Richie narrows his eyes at the implications Eddie’s trying to make, “You won’t feel very reckless when you’re dead, Eds. Now tell me what you’re fucking on.”

Eddie’s eyes widen slightly, and an embarrassed blush creep up his neck, flushing over his nose, “I’m on Xanax, duloxetine, and Adderall.” He mutters angrily.

Richie sets the bong down between them and reaches for the grinder so that he can pack the bowl, “Ok. Have you taken Xanax today? That’s the only one to really worry about.”

“No, I’m not on a daily dose… They’re mostly for when I need them. When the duloxetine isn’t enough.”

Richie frowns as he turns the grinder, “Should you be mixing those?”

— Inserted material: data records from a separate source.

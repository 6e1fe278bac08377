//! # packwise-rules: Declarative Rule Set
//!
//! Every decision the generator makes beyond the essentials is data in a
//! [`RuleSet`]:
//!
//! - **Conditional rules** ([`ConditionalRule`]) pair a [`Trigger`] with the
//!   items to inject and a target category. They are grouped by
//!   [`RuleGroup`](packwise_core::RuleGroup): weather, activities, trip
//!   types, duration, notes keywords, transportation, accommodation and
//!   combinations.
//! - **Temperature bands** ([`BandRule`]) pick clothing from the rounded
//!   average forecast temperature.
//! - **Replacements** ([`ReplacementRule`]) drop superseded items.
//! - **Conflicts** ([`ConflictRule`]) drop items contradicting the trip's
//!   transportation or accommodation.
//! - **Accommodation policies** ([`AccommodationPolicy`]) skip and adjust
//!   essentials.
//! - **Carry-on restriction** ([`CarryOnRestriction`]) names what cabin-bag
//!   alternatives replace.
//! - **Rule priority** ([`RulePriority`]) weights groups for pruning.
//!
//! Keyword vocabularies and the international-trip heuristic live in
//! [`vocabulary`].

mod builtin;
pub mod policy;
pub mod priority;
pub mod rule;
pub mod set;
pub mod temperature;
pub mod trigger;
pub mod vocabulary;

pub use policy::{
    AccommodationPolicy, AdjustmentAction, AdjustmentScope, CarryOnRestriction, Choice,
    ConflictRule, QuantityAdjustment,
};
pub use priority::RulePriority;
pub use rule::{ConditionalRule, ReplacementRule, RuleItems};
pub use set::RuleSet;
pub use temperature::{BandRule, TemperatureBand};
pub use trigger::{Trigger, TripFacts};
pub use vocabulary::is_international_trip;
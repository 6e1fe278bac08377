//! # Conditional and Replacement Rules
//!
//! A [`ConditionalRule`] injects a set of items into one target category when
//! its [`Trigger`] fires. The items come either from a catalog category or
//! from an inline table.
//!
//! A [`ReplacementRule`] removes superseded items once a better item is on
//! the list.

use std::collections::BTreeMap;

use packwise_catalog::{CatalogSection, ItemCatalog};
use packwise_core::{CatalogError, ItemQuantityRule, KeywordSet, PackingList, RuleGroup};
use serde::{Deserialize, Serialize};

use crate::trigger::{Trigger, TripFacts};

// ---------------------------------------------------------------------------
// RuleItems
// ---------------------------------------------------------------------------

/// Where a rule's items come from.
#[derive(Debug, Clone, PartialEq, Serialize, Deserialize)]
#[serde(rename_all = "snake_case")]
pub enum RuleItems {
    /// Every item of one catalog category.
    Catalog {
        /// Catalog section.
        section: CatalogSection,
        /// Category key within the section.
        category: String,
    },
    /// Items declared by the rule itself.
    Inline(BTreeMap<String, ItemQuantityRule>),
}

// ---------------------------------------------------------------------------
// ConditionalRule
// ---------------------------------------------------------------------------

/// Inject items into a category when a trigger fires.
#[derive(Debug, Clone, PartialEq, Serialize, Deserialize)]
pub struct ConditionalRule {
    /// Unique id, `<group>.<name>`.
    pub id: String,
    /// Group the rule belongs to. Recorded as the item source.
    pub group: RuleGroup,
    /// When the rule fires.
    pub trigger: Trigger,
    /// Category receiving the items.
    pub target_category: String,
    /// Reason text used in item notes.
    pub reason: String,
    /// The items injected.
    pub items: RuleItems,
}

impl ConditionalRule {
    /// A rule with no items yet. The reason defaults to the last id segment.
    pub fn new(id: &str, group: RuleGroup, trigger: Trigger, target_category: &str) -> Self {
        let reason = id.rsplit('.').next().unwrap_or(id).replace('_', " ");
        Self {
            id: id.to_string(),
            group,
            trigger,
            target_category: target_category.to_string(),
            reason,
            items: RuleItems::Inline(BTreeMap::new()),
        }
    }

    /// Set the reason text.
    pub fn with_reason(mut self, reason: impl Into<String>) -> Self {
        self.reason = reason.into();
        self
    }

    /// Take items from a catalog category.
    pub fn from_catalog(mut self, section: CatalogSection, category: &str) -> Self {
        self.items = RuleItems::Catalog {
            section,
            category: category.to_string(),
        };
        self
    }

    /// Declare items inline.
    pub fn with_items(mut self, items: Vec<(&str, ItemQuantityRule)>) -> Self {
        self.items = RuleItems::Inline(
            items
                .into_iter()
                .map(|(name, rule)| (name.to_string(), rule))
                .collect(),
        );
        self
    }

    /// Whether the rule fires for this trip.
    pub fn fires(&self, facts: &TripFacts<'_>) -> bool {
        self.trigger.evaluate(facts)
    }

    /// The rule's items, resolved against `catalog`.
    ///
    /// Returns `None` when a catalog reference dangles.
    pub fn resolve<'c>(
        &'c self,
        catalog: &'c ItemCatalog,
    ) -> Option<&'c BTreeMap<String, ItemQuantityRule>> {
        match &self.items {
            RuleItems::Catalog { section, category } => catalog.category(*section, category),
            RuleItems::Inline(items) => Some(items),
        }
    }

    /// Check the rule against `catalog`.
    pub fn validate(&self, catalog: &ItemCatalog) -> Result<(), CatalogError> {
        if self.target_category.trim().is_empty() {
            return Err(CatalogError::InvalidRule {
                rule_id: self.id.clone(),
                reason: "target category is empty".into(),
            });
        }
        match &self.items {
            RuleItems::Catalog { section, category } => {
                if !catalog.has_category(*section, category) {
                    return Err(CatalogError::UnknownCategory {
                        rule_id: self.id.clone(),
                        section: section.as_str().to_string(),
                        category: category.clone(),
                    });
                }
            }
            RuleItems::Inline(items) => {
                if items.is_empty() {
                    return Err(CatalogError::EmptyRule(self.id.clone()));
                }
                for (name, rule) in items {
                    rule.check().map_err(|reason| CatalogError::InvalidItemRule {
                        section: self.id.clone(),
                        category: self.target_category.clone(),
                        item: name.clone(),
                        reason,
                    })?;
                }
            }
        }
        Ok(())
    }
}

// ---------------------------------------------------------------------------
// ReplacementRule
// ---------------------------------------------------------------------------

/// Remove superseded items once a replacing item is present.
#[derive(Debug, Clone, PartialEq, Serialize, Deserialize)]
pub struct ReplacementRule {
    /// Unique id.
    pub id: String,
    /// Fragments whose presence triggers the replacement.
    pub replacing: KeywordSet,
    /// Fragments of the items to remove.
    pub replaced: KeywordSet,
}

impl ReplacementRule {
    /// Build a replacement rule.
    pub fn new(id: &str, replacing: &[&str], replaced: &[&str]) -> Self {
        Self {
            id: id.to_string(),
            replacing: KeywordSet::new(replacing),
            replaced: KeywordSet::new(replaced),
        }
    }

    /// Whether a replacing item is on the list.
    pub fn applies(&self, list: &PackingList) -> bool {
        list.contains_match(&self.replacing)
    }

    /// Check the rule is non-empty and cannot remove its own replacing items.
    pub fn validate(&self) -> Result<(), CatalogError> {
        if self.replacing.is_empty() || self.replaced.is_empty() {
            return Err(CatalogError::EmptyRule(self.id.clone()));
        }
        if let Some(fragment) = self.replacing.iter().find(|f| self.replaced.matches(f)) {
            return Err(CatalogError::InvalidRule {
                rule_id: self.id.clone(),
                reason: format!("replacing item '{fragment}' would remove itself"),
            });
        }
        Ok(())
    }
}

“Are you my fucking doctor?” Eddie snaps, which makes Bev look over with concerned eyes. Richie glances at her and grins, as if to say, _no harm done_. Eddie’s all bark, and he can handle it. Richie has always been a rather big fan of all of Eddie’s barking.

“No, but I’m your fucking friend.” Richie chuckles, “Now let me light your bowl for you, dickwad.”

Eddie frowns, but turns slightly in his seat, placing his bent knee up on the box so it presses into Richie’s thigh, and it’s almost unbearable, “Okay.”

“Take a nice long inhale, and don’t hold back if you have to cough, it’ll only make it worse.” Richie warns as he places his index finger over the hole on the back of the bong, and leans the mouthpiece towards Eddie.

Eddie scoots even closer, bending slightly to put his mouth on the mouthpiece, then glances up at Richie through his lashes, “Well, then don’t fucking laugh if I cough up a lung.”

Richie grins to cover up how absolutely wrecked it feels to look at Eddie like this, “Oh, Eds. You know I will.”

Eddie rolls his eyes, and Richie sparks the lighter into the bowl, listening to the steady bubbling of the water, the crinkling of the weed igniting. He watches Eddie’s face, intently, as he inhales the smoke that has gathered in the chamber, leaning back slightly to exhale. Sweat gathers at the nape of his neck and the spine of his back, and he has to avert his eyes from staring at the line of Eddie’s neck. He glances at Stan and Ben’s cards as Eddie coughs slightly, and Beverly laughs.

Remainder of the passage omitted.